In November last year, Anthropic partnered with data analytics firm Palantir Technologies to make Claude a reasoning engine for military decision support systems.

In January this year, Anthropic submitted a $100 million proposal to the Pentagon to develop voice-controlled autonomous drone swarms—using Claude to translate commanders’ intentions into digital commands and coordinate drone formations. The proposal was ultimately rejected, but the contract details went far beyond simple intelligence reports, including “target perception and sharing” and full control of drone swarms from “launch to termination.”

Despite this, how these systems actually operate remains opaque. Bloomberg columnists note that AI companies refuse to disclose training data and reasoning paths, and the secrecy surrounding military applications adds another layer of concealment.

Pentagon Demands Unrestricted Access, Anthropic Refuses

Reports indicate that Defense Secretary Pete Hegseth explicitly demanded models “not constrained by policies or limitations on legitimate military use” in a memo, issuing a final deadline: by 5 p.m. Friday, submit unrestricted usage rights, or face serious consequences.

Amodei wrote in a blog post, “We cannot ethically agree to their demands.” In a statement, Anthropic pointed out that the latest Department of Defense contract language, which “appears to be a compromise,” combined with “legal terminology,” could allow the company’s guardrails to be ignored at any time.

The Pentagon responded strongly.
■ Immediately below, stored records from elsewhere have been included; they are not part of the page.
//! Streaming download of remote resources.
use crate::DatasetError;
use indicatif::{ProgressBar, ProgressStyle};
use log::{info, warn};
use reqwest::blocking::Client;
use std::io::{Read, Write};

/// Archives are multi-gigabyte, so they are copied through a buffer of this
/// size instead of being held in memory.
pub const CHUNK_SIZE: usize = 10 * 1024 * 1024;

const PROGRESS_TEMPLATE: &str =
    "[{elapsed_precise}] [{wide_bar}] {bytes}/{total_bytes} ({bytes_per_sec}, {eta})";

/// Something able to copy the resource behind `url` into `dest`.
pub trait Fetch {
    /// Streams `url` into `dest` and returns the number of bytes written.
    ///
    /// Any failure means nothing usable was written; there is no retry and no
    /// resume.
    fn fetch(&self, url: &str, dest: &mut dyn Write) -> Result<u64, DatasetError>;
}

/// Blocking HTTP fetcher with an optional progress bar.
#[derive(Debug, Clone)]
pub struct HttpFetcher {
    client: Client,
    progress: bool,
    chunk_size: usize,
}

/// Builder for [`HttpFetcher`].
#[derive(Debug)]
pub struct HttpFetcherBuilder {
    progress: bool,
    chunk_size: usize,
}

impl Default for HttpFetcherBuilder {
    fn default() -> Self {
        Self::new()
    }
}

impl HttpFetcherBuilder {
    /// Progress bar on, 10 MiB chunks.
    pub fn new() -> Self {
        Self {
            progress: true,
            chunk_size: CHUNK_SIZE,
        }
    }

    /// Whether to draw a progress bar on stderr while downloading.
    pub fn with_progress(mut self, progress: bool) -> Self {
        self.progress = progress;
        self
    }

    /// Size of the copy buffer.
    pub fn chunk_size(mut self, chunk_size: usize) -> Self {
        self.chunk_size = chunk_size.max(1);
        self
    }

    /// Builds the fetcher and its HTTP client.
    pub fn build(self) -> Result<HttpFetcher, DatasetError> {
        // No request timeout: a download may legitimately take hours.
        let client = Client::builder()
            .timeout(None::<std::time::Duration>)
            .build()?;
        Ok(HttpFetcher {
            client,
            progress: self.progress,
            chunk_size: self.chunk_size,
        })
    }
}

impl HttpFetcher {
    /// A fetcher with default settings.
    pub fn new() -> Result<Self, DatasetError> {
        HttpFetcherBuilder::new().build()
    }

    /// Starts a [`HttpFetcherBuilder`].
    pub fn builder() -> HttpFetcherBuilder {
        HttpFetcherBuilder::new()
    }

    fn progress_bar(&self, total: u64) -> ProgressBar {
        if !self.progress {
            return ProgressBar::hidden();
        }
        let bar = ProgressBar::new(total);
        if let Ok(style) = ProgressStyle::with_template(PROGRESS_TEMPLATE) {
            bar.set_style(style);
        }
        bar
    }
}

impl Fetch for HttpFetcher {
    fn fetch(&self, url: &str, dest: &mut dyn Write) -> Result<u64, DatasetError> {
        let mut response = self.client.get(url).send()?;
        let status = response.status();
        if !status.is_success() {
            return Err(DatasetError::HttpStatus {
                url: url.to_string(),
                status,
            });
        }

        // 0 stands for "unknown" when the server sends no content-length
        let total = response.content_length().unwrap_or(0);
        if total == 0 {
            warn!("{url} did not advertise its size");
        }
        info!("Downloading {url} ({total} bytes)");

        let bar = self.progress_bar(total);
        let mut buffer = vec![0u8; self.chunk_size];
        let mut written = 0u64;
        loop {
            let n = response.read(&mut buffer)?;
            if n == 0 {
                break;
            }
            dest.write_all(&buffer[..n])?;
            written += n as u64;
            bar.inc(n as u64);
        }
        dest.flush()?;
        bar.finish_and_clear();
        Ok(written)
    }
}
Defense Department spokesperson Sean Parnell stated on X that the department has no intention of conducting mass surveillance of Americans or developing autonomous weapons without human oversight, but emphasized, “We will not let any company dictate how we make combat decisions.” Reports also indicate that the Pentagon has threatened to invoke the Cold War-era Defense Production Act to forcibly requisition the Claude model, and has asked defense contractors like Boeing and Lockheed Martin to assess their reliance on Anthropic, preparing to list it as a “supply chain risk.”

Amodei pointed out the logical contradictions: “These threats are self-contradictory: one labels us as a security risk; the other claims Claude is vital to national security.” He added that if the Pentagon decides to abandon Anthropic, the company “will work to facilitate a smooth transition to another supplier.”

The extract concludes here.